[1] Le 15 avril 2003, la Cour d’appel du Québec a rendu une décision importante relativement à la question du droit de coassurés de mandater des avocats distincts. Dans Birdair inc. c. Commerce & Industry Insurance Co. of Canada1, la Cour a en effet décidé qu’un assureur avait l’obligation de défendre séparément deux assurés couverts par la même police d’assurance-responsabilité, et ce, même si une clause du contrat d’assurance prévoyait la représentation par un seul avocat ainsi qu’une défense unique.

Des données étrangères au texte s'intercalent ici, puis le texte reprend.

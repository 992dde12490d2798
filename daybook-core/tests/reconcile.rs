//! Reconciliation engine scenarios: idempotence, conflict tie-breaks,
//! deletion propagation, error isolation, watermark rules.

use std::collections::{HashMap, HashSet};
use std::sync::atomic::{AtomicUsize, Ordering};
use std::sync::{Arc, Mutex};

use async_trait::async_trait;
use chrono::{DateTime, TimeZone, Utc};

use daybook_core::{
    CancelFlag, ChangeNotifier, ExternalKey, ProviderAdapter, ProviderError, ProviderLink,
    RecordContent, RecordFilter, RemoteChange, MemoryStore, RecordStore, SyncEngine, SyncError,
    SyncStatus, SyncableRecord,
};

#[derive(Clone, Copy)]
enum FailPushes {
    No,
    Unavailable,
}

/// Scripted, call-counting adapter. `list_changes` drains the script so
/// each pass observes a change at most once, like a real watermarked
/// listing.
struct MockAdapter {
    name: String,
    writable: bool,
    script: Mutex<Vec<RemoteChange>>,
    fail_pushes: Mutex<FailPushes>,
    fail_listing: Mutex<bool>,
    reject_titles: Mutex<HashSet<String>>,
    list_calls: AtomicUsize,
    create_calls: AtomicUsize,
    update_calls: AtomicUsize,
    delete_calls: AtomicUsize,
    next_key: AtomicUsize,
    deleted_keys: Mutex<Vec<ExternalKey>>,
    updated_titles: Mutex<Vec<String>>,
}

impl MockAdapter {
    fn new(name: &str) -> Arc<Self> {
        Self::with_writable(name, true)
    }

    fn read_only(name: &str) -> Arc<Self> {
        Self::with_writable(name, false)
    }

    fn with_writable(name: &str, writable: bool) -> Arc<Self> {
        Arc::new(MockAdapter {
            name: name.to_string(),
            writable,
            script: Mutex::new(Vec::new()),
            fail_pushes: Mutex::new(FailPushes::No),
            fail_listing: Mutex::new(false),
            reject_titles: Mutex::new(HashSet::new()),
            list_calls: AtomicUsize::new(0),
            create_calls: AtomicUsize::new(0),
            update_calls: AtomicUsize::new(0),
            delete_calls: AtomicUsize::new(0),
            next_key: AtomicUsize::new(1),
            deleted_keys: Mutex::new(Vec::new()),
            updated_titles: Mutex::new(Vec::new()),
        })
    }

    fn script_change(&self, change: RemoteChange) {
        self.script.lock().unwrap().push(change);
    }

    fn push_calls(&self) -> usize {
        self.create_calls.load(Ordering::SeqCst)
            + self.update_calls.load(Ordering::SeqCst)
            + self.delete_calls.load(Ordering::SeqCst)
    }

    fn fail_state(&self) -> Result<(), ProviderError> {
        match *self.fail_pushes.lock().unwrap() {
            FailPushes::No => Ok(()),
            FailPushes::Unavailable => {
                Err(ProviderError::Unavailable("socket closed".to_string()))
            }
        }
    }
}

#[async_trait]
impl ProviderAdapter for MockAdapter {
    fn name(&self) -> &str {
        &self.name
    }

    fn can_write(&self) -> bool {
        self.writable
    }

    async fn list_changes(
        &self,
        _since: Option<DateTime<Utc>>,
    ) -> Result<Vec<RemoteChange>, ProviderError> {
        self.list_calls.fetch_add(1, Ordering::SeqCst);
        if *self.fail_listing.lock().unwrap() {
            return Err(ProviderError::Unavailable("DNS failure".to_string()));
        }
        Ok(self.script.lock().unwrap().drain(..).collect())
    }

    async fn push_create(&self, content: &RecordContent) -> Result<ExternalKey, ProviderError> {
        self.create_calls.fetch_add(1, Ordering::SeqCst);
        self.fail_state()?;
        if self.reject_titles.lock().unwrap().contains(&content.title) {
            return Err(ProviderError::Rejected("title not allowed".to_string()));
        }
        let n = self.next_key.fetch_add(1, Ordering::SeqCst);
        Ok(ExternalKey::new(format!("K{n}")))
    }

    async fn push_update(
        &self,
        content: &RecordContent,
        _key: &ExternalKey,
    ) -> Result<(), ProviderError> {
        self.update_calls.fetch_add(1, Ordering::SeqCst);
        self.fail_state()?;
        if self.reject_titles.lock().unwrap().contains(&content.title) {
            return Err(ProviderError::Rejected("title not allowed".to_string()));
        }
        self.updated_titles.lock().unwrap().push(content.title.clone());
        Ok(())
    }

    async fn push_delete(&self, key: &ExternalKey) -> Result<(), ProviderError> {
        self.delete_calls.fetch_add(1, Ordering::SeqCst);
        self.fail_state()?;
        self.deleted_keys.lock().unwrap().push(key.clone());
        Ok(())
    }
}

[2] Les faits de cette affaire se résument comme suit : Birdair inc. et Rousseau, Sauvé, Warren inc. avaient conclu un partenariat en vue d’exécuter des plans et travaux requis pour le remplacement de la toile du Stade olympique de Montréal. Birdair agissait à titre d’entrepreneur et Rousseau, Sauvé, Warren, à titre de sous-traitant. Elles ont souscrit une police d’assurance-responsabilité professionnelle auprès de Commerce & Industry Company of Canada. À la suite de l’effondrement de l’ouvrage, l’assureur de l’un des locataires du Stade olympique, subrogé aux droits de son assuré, a intenté une action en dommages-intérêts contre Birdair et Rousseau, Sauvé, Warren. L’assureur de ces dernières, appliquant une clause prévue au contrat d’assurance, a désigné un avocat unique pour les représenter. En effet, la clause prévoyait que des réclamations contre des coassurées seraient défendues par voie d’une procédure unique et conjointe par un seul avocat. Les assurées ont refusé de faire cause commune et ont exigé une représentation par des avocats distincts. Elles étaient d’avis que leurs intérêts étaient en conflit à cause de la situation découlant des procédures, de leurs relations contractuelles entre elles ainsi que de leur position et rôle différents sur le chantier. De plus, les réclamations excédaient largement la couverture d’assurance. L’assureur a refusé et, par voie d’une requête pour jugement déclaratoire, a demandé à la Cour de déclarer qu’il n’avait qu’une obligation de défense unique pour les deux assurées.

[3] Le juge de première instance a donné raison à l’assureur et a souscrit à l’application de la clause contenue au contrat d’assurance. Toutefois, la Cour d’appel a infirmé cette décision, concluant que chacune des coassurées avait droit aux services d’un avocat qui s’occuperait exclusivement d’elle, à la protection de la confidentialité des renseignements et à une défense pleine et entière.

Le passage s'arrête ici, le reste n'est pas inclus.